Orange appeal

Fancy a little slice of late spring pleasure? Try this super orangey, nutty sponge… delish! 

We asked fine dining chef Richard Bramble, of Warwickshire-based private dining and waiter service Bramble Dining, for a nice, easy recipe to get your tastebuds tingling – and he produced this winner… Orange and Pistachio Sponge with Crème Anglaise. So, go on, get baking… you know you’ll love it!

Serves 8

INGREDIENTS 

For the sponge:

• 150g self-raising flour

• 150g caster sugar

• 150g margarine

• 3 medium free-range eggs

• ½ tsp vanilla paste

• ½tsp baking powder

• zest of 1 orange

• Small handful of shelled pistachios

For the Crème Anglaise:

• 500ml double cream

• 100ml full fat milk

• 150g caster sugar

• 6 egg yolks

• ½tsp vanilla paste

You will need a 30x20x4cm Swiss roll tin

METHOD 

To make the sponge:

Mix all of the sponge ingredients, apart from the pistachios, into a large mixing bowl and whisk until smooth. Pour into the lined baking tin and place into a cold oven. Bake at 160c for 25 to 30 minutes. Once golden and bouncy to touch, remove from the oven and place the tin on a cooking rack. Crush and chop the pistachios, sprinkle on top of the sponge.
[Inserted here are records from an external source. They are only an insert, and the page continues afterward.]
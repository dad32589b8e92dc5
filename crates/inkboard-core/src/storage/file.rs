//! File-based storage implementation.

use super::{Storage, StorageError, StorageResult};
use crate::page::Document;
use std::fs;
use std::path::PathBuf;

/// File-based storage.
///
/// Stores documents as pretty-printed JSON files in a base directory.
pub struct FileStorage {
    base_path: PathBuf,
}

impl FileStorage {
    /// Create a file storage rooted at `base_path`, creating the directory
    /// if needed.
    pub fn new(base_path: PathBuf) -> StorageResult<Self> {
        if !base_path.exists() {
            fs::create_dir_all(&base_path).map_err(|e| {
                StorageError::Io(format!("Failed to create storage directory: {}", e))
            })?;
        }
        Ok(Self { base_path })
    }

    /// Create file storage in the platform's local data directory,
    /// under `inkboard/documents`.
    pub fn default_location() -> StorageResult<Self> {
        let base = dirs::data_local_dir()
            .or_else(dirs::home_dir)
            .ok_or_else(|| StorageError::Io("Could not determine home directory".to_string()))?;
        Self::new(base.join("inkboard").join("documents"))
    }

    /// Path for a document id, with unsafe filename characters replaced.
    fn document_path(&self, id: &str) -> PathBuf {
        let safe_id: String = id
            .chars()
            .map(|c| {
                if c.is_alphanumeric() || c == '-' || c == '_' {
                    c
                } else {
                    '_'
                }
            })
            .collect();
        self.base_path.join(format!("{}.json", safe_id))
    }

    pub fn base_path(&self) -> &PathBuf {
        &self.base_path
    }
}

impl Storage for FileStorage {
    fn save(&self, id: &str, document: &Document) -> StorageResult<()> {
        let path = self.document_path(id);
        let json = document
            .to_json()
            .map_err(|e| StorageError::Serialization(e.to_string()))?;
        fs::write(&path, json)
            .map_err(|e| StorageError::Io(format!("Failed to write {}: {}", path.display(), e)))?;
        log::debug!("saved document {} to {}", id, path.display());
        Ok(())
    }

    fn load(&self, id: &str) -> StorageResult<Document> {
        let path = self.document_path(id);
        if !path.exists() {
            return Err(StorageError::NotFound(id.to_string()));
        }

        let json = fs::read_to_string(&path)
            .map_err(|e| StorageError::Io(format!("Failed to read {}: {}", path.display(), e)))?;

        Document::from_json(&json).map_err(|e| {
            StorageError::Serialization(format!("Failed to parse {}: {}", path.display(), e))
        })
    }

    fn delete(&self, id: &str) -> StorageResult<()> {
        let path = self.document_path(id);
        if path.exists() {
            fs::remove_file(&path).map_err(|e| {
                StorageError::Io(format!("Failed to delete {}: {}", path.display(), e))
            })?;
        }
        Ok(())
    }

    fn list(&self) -> StorageResult<Vec<String>> {
        if !self.base_path.exists() {
            return Ok(vec![]);
        }

        let entries = fs::read_dir(&self.base_path)
            .map_err(|e| StorageError::Io(format!("Failed to read directory: {}", e)))?;

        let mut ids = Vec::new();
        for entry in entries.flatten() {
            let path = entry.path();
            if path.extension().is_some_and(|ext| ext == "json") {
                if let Some(stem) = path.file_stem().and_then(|s| s.to_str()) {
                    ids.push(stem.to_string());
                }
            }
        }
        Ok(ids)
    }

    fn exists(&self, id: &str) -> StorageResult<bool> {
        Ok(self.document_path(id).exists())
    }
}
To make the Creme Anglaise:

Place sugar, vanilla paste and egg yolks in a bowl, whisk together until they become pale and fluffy.

Add your double cream and milk into a saucepan on a low heat to heat through. Do not boil.

Pour the warm double cream and milk into the sugar and egg yolk mixture, steadily whisking the mixture as you pour. Pour the Creme Anglaise mixture into the saucepan and stir on a low heat until you reach your desired thickness. Be careful to not let it burn the bottom of the saucepan; the thicker the consistency the more likely this will happen.

Serve the sponge with your Creme Anglaise and, if you want to, add dehydrated rose petals or edible flowers for that show-stopping dessert!